Directions for this task: Print this span of the material below exactly: the line with "let stored = common::stored_profile(&store, id).unwrap();", the line with "assert_eq!(receipt.written_version, 2);", and every line between them, but nothing else.
┌──
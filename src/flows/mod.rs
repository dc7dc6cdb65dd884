//! Transactional game flows.
//!
//! Each flow validates against the live world and profile, then mutates both.
//! Persistence is left to the caller ([`crate::service::VaultService`]), which
//! picks the save path and builds the [`FlowResponse`].

pub mod capture;
pub mod feed;
pub mod hatch;
pub mod sale;

use chrono::{DateTime, Utc};
use serde::{Deserialize, Serialize};
use thiserror::Error;

use crate::profile::{InventoryField, ItemId};

#[derive(Debug, Error, PartialEq)]
pub enum FlowError {
    #[error("no active session")]
    NoSession,
    #[error("{what} {id} not found")]
    NotFound { what: &'static str, id: ItemId },
    #[error("egg {id} is not ready until {ready_at}")]
    NotReady { id: ItemId, ready_at: DateTime<Utc> },
    #[error("egg {0} has not been placed")]
    NotPlaced(ItemId),
    #[error("unknown faction {0}")]
    UnknownFaction(String),
    #[error("nothing to sell")]
    EmptySale,
    #[error("item {0} listed more than once")]
    DuplicateItem(ItemId),
    #[error("{id} in {field} is not the expected kind")]
    WrongKind { field: InventoryField, id: ItemId },
}

#[derive(Debug, Clone, PartialEq, Serialize, Deserialize)]
#[serde(tag = "action", rename_all = "snake_case")]
pub enum FlowAction {
    Hatch { egg_id: ItemId },
    Feed { slime_id: ItemId, food_id: ItemId },
    Capture { slime_id: ItemId },
    PlaceEgg { egg_id: ItemId },
    PickUpEgg { egg_id: ItemId },
    Sell { faction: String, slime_ids: Vec<ItemId> },
}

impl FlowAction {
    pub fn name(&self) -> &'static str {
        match self {
            FlowAction::Hatch { .. } => "hatch",
            FlowAction::Feed { .. } => "feed",
            FlowAction::Capture { .. } => "capture",
            FlowAction::PlaceEgg { .. } => "place_egg",
            FlowAction::PickUpEgg { .. } => "pick_up_egg",
            FlowAction::Sell { .. } => "sell",
        }
    }
}

#[derive(Debug, Clone, PartialEq, Serialize, Deserialize)]
pub struct FlowRequest {
    #[serde(flatten)]
    pub action: FlowAction,
    /// Opaque correlation id echoed in the response.
    #[serde(default, skip_serializing_if = "Option::is_none")]
    pub request_token: Option<String>,
}

impl FlowRequest {
    pub fn new(action: FlowAction) -> Self {
        Self {
            action,
            request_token: Some(uuid::Uuid::new_v4().simple().to_string()),
        }
    }
}

#[derive(Debug, Clone, Default, PartialEq, Serialize, Deserialize)]
pub struct FlowResponse {
    pub success: bool,
    pub message: String,
    #[serde(default, skip_serializing_if = "Option::is_none")]
    pub total_payout: Option<i64>,
    #[serde(default, skip_serializing_if = "Option::is_none")]
    pub sold_count: Option<u32>,
    #[serde(default, skip_serializing_if = "Option::is_none")]
    pub standing_before: Option<f64>,
    #[serde(default, skip_serializing_if = "Option::is_none")]
    pub standing_after: Option<f64>,
    #[serde(default, skip_serializing_if = "Option::is_none")]
    pub coins: Option<i64>,
    #[serde(default, skip_serializing_if = "Option::is_none")]
    pub item_id: Option<ItemId>,
    pub request_token: Option<String>,
}

impl FlowResponse {
    pub fn ok(message: impl Into<String>, request_token: Option<String>) -> Self {
        Self {
            success: true,
            message: message.into(),
            request_token,
            ..Default::default()
        }
    }

    pub fn failure(error: &FlowError, request_token: Option<String>) -> Self {
        Self {
            success: false,
            message: error.to_string(),
            request_token,
            ..Default::default()
        }
    }
}
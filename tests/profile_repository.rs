//! Profile repository behaviour against the in-memory store.
use std::sync::Arc;

use slimevault::errors::VaultError;
use slimevault::profile::{InventoryField, PlayerId, ProfileRepository, StoreMode};
use slimevault::store::{MemoryStore, MemoryStoreFaults};

mod common;

fn repo() -> (ProfileRepository<Arc<MemoryStore>>, Arc<MemoryStore>) {
    let store = Arc::new(MemoryStore::new());
    (ProfileRepository::new(store.clone(), "Player_"), store)
}

#[test]
fn new_player_gets_defaults() {
    let (mut repo, _store) = repo();
    let profile = repo.get_or_load(PlayerId(501));
    assert_eq!(profile.core.coins, 0);
    assert_eq!(profile.data_version, 1);
    for field in InventoryField::ALL {
        assert!(profile.items(field).is_empty(), "{} not empty", field);
    }
    assert!(!repo.is_dirty(PlayerId(501)));
}

#[test]
fn stored_version_never_goes_backwards() {
    let (mut repo, store) = repo();
    let id = PlayerId(7);
    let mut last = 0;
    for round in 0..5 {
        repo.adjust_coins(id, 10);
        if round % 2 == 0 {
            assert!(repo.force_full_save_now(id, "round"));
        } else {
            repo.write(id, "round").unwrap();
        }
        let stored = common::stored_profile(&store, id).unwrap();
        assert!(stored.data_version > last);
        last = stored.data_version;
    }
    assert_eq!(last, 6);
    assert_eq!(common::stored_profile(&store, id).unwrap().core.coins, 50);
}

#[test]
fn coins_floor_at_zero_and_standing_clamps() {
    let (mut repo, _store) = repo();
    let id = PlayerId(3);
    assert_eq!(repo.adjust_coins(id, 25), 25);
    assert_eq!(repo.adjust_coins(id, -100), 0);
    repo.set_standing(id, "gloopers", 1.7);
    assert_eq!(repo.get_standing(id, "gloopers"), 1.0);
    assert_eq!(repo.get_standing(id, "nobody"), 0.0);
    assert!(repo.is_dirty(id));
}

#[test]
fn transient_save_failure_keeps_dirty_flag() {
    let store = Arc::new(MemoryStore::with_faults(MemoryStoreFaults {
        failing_writes: 1,
        ..Default::default()
    }));
    let mut repo = ProfileRepository::new(store.clone(), "Player_");
    let id = PlayerId(11);
    repo.adjust_coins(id, 5);
    let err = repo.write(id, "first").unwrap_err();
    assert!(err.is_transient());
    assert!(repo.is_dirty(id));
    assert!(!repo.is_offline());

    let receipt = repo.write(id, "second").unwrap();
    assert_eq!(receipt.written_version, 2);
    assert!(!repo.is_dirty(id));
}

#[test]
fn permanent_failure_switches_to_offline_mode() {
    let store = Arc::new(MemoryStore::with_faults(MemoryStoreFaults {
        unavailable: true,
        ..Default::default()
    }));
    let mut repo = ProfileRepository::new(store.clone(), "Player_");
    let id = PlayerId(12);
    let profile = repo.get_or_load(id);
    assert!(profile.meta.contains_key("load_degraded"));
    assert!(matches!(repo.mode(), StoreMode::Offline { .. }));

    let writes_before = store.write_count();
    repo.adjust_coins(id, 5);
    assert!(matches!(repo.write(id, "offline"), Err(VaultError::Offline(_))));
    assert!(!repo.force_full_save_now(id, "offline"));
    assert_eq!(store.write_count(), writes_before);
}

#[test]
fn legacy_record_is_migrated_once_on_load() {
    let (mut repo, store) = repo();
    let legacy = serde_json::json!({
        "DataVersion": 9,
        "Coins": 120,
        "Standings": { "gloopers": 0.4 },
        "Inventory": {
            "worldEggs": [
                { "EggId": "A", "Rarity": "rare" },
                { "id": "A", "Rarity": "rare" },
                { "Rarity": "common" }
            ],
            "hats": []
        }
    });
    store.insert_raw("Player_44", serde_json::to_vec(&legacy).unwrap());

    let profile = repo.get_or_load(PlayerId(44));
    assert_eq!(profile.data_version, 9);
    assert_eq!(profile.core.coins, 120);
    let eggs = profile.items(InventoryField::WorldEggs);
    assert_eq!(eggs.len(), 2);
    assert_eq!(eggs[0].id.as_str(), "A");
    assert_ne!(eggs[1].id.as_str(), "A");
    assert!(profile.meta.contains_key("migrated_from"));

    repo.write(PlayerId(44), "after migration").unwrap();
    let stored = common::stored_profile(&store, PlayerId(44)).unwrap();
    assert_eq!(stored.data_version, 10);
    assert_eq!(stored.items(InventoryField::WorldEggs).len(), 2);
}

#[test]
fn lists_and_peeks_stored_players() {
    let (mut repo, _store) = repo();
    for id in [3, 1, 2] {
        repo.adjust_coins(PlayerId(id), id as i64);
        repo.write(PlayerId(id), "seed").unwrap();
    }
    repo.evict(PlayerId(2));
    assert_eq!(
        repo.list_stored_players().unwrap(),
        vec![PlayerId(1), PlayerId(2), PlayerId(3)]
    );
    let peeked = repo.peek_stored(PlayerId(2)).unwrap().unwrap();
    assert_eq!(peeked.core.coins, 2);
    assert!(!repo.is_cached(PlayerId(2)));
    assert!(repo.peek_stored(PlayerId(99)).unwrap().is_none());
}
└──
Response to the task:
        let stored = common::stored_profile(&store, id).unwrap();
        assert!(stored.data_version > last);
        last = stored.data_version;
    }
    assert_eq!(last, 6);
    assert_eq!(common::stored_profile(&store, id).unwrap().core.coins, 50);
}

#[test]
fn coins_floor_at_zero_and_standing_clamps() {
    let (mut repo, _store) = repo();
    let id = PlayerId(3);
    assert_eq!(repo.adjust_coins(id, 25), 25);
    assert_eq!(repo.adjust_coins(id, -100), 0);
    repo.set_standing(id, "gloopers", 1.7);
    assert_eq!(repo.get_standing(id, "gloopers"), 1.0);
    assert_eq!(repo.get_standing(id, "nobody"), 0.0);
    assert!(repo.is_dirty(id));
}

#[test]
fn transient_save_failure_keeps_dirty_flag() {
    let store = Arc::new(MemoryStore::with_faults(MemoryStoreFaults {
        failing_writes: 1,
        ..Default::default()
    }));
    let mut repo = ProfileRepository::new(store.clone(), "Player_");
    let id = PlayerId(11);
    repo.adjust_coins(id, 5);
    let err = repo.write(id, "first").unwrap_err();
    assert!(err.is_transient());
    assert!(repo.is_dirty(id));
    assert!(!repo.is_offline());

    let receipt = repo.write(id, "second").unwrap();
    assert_eq!(receipt.written_version, 2);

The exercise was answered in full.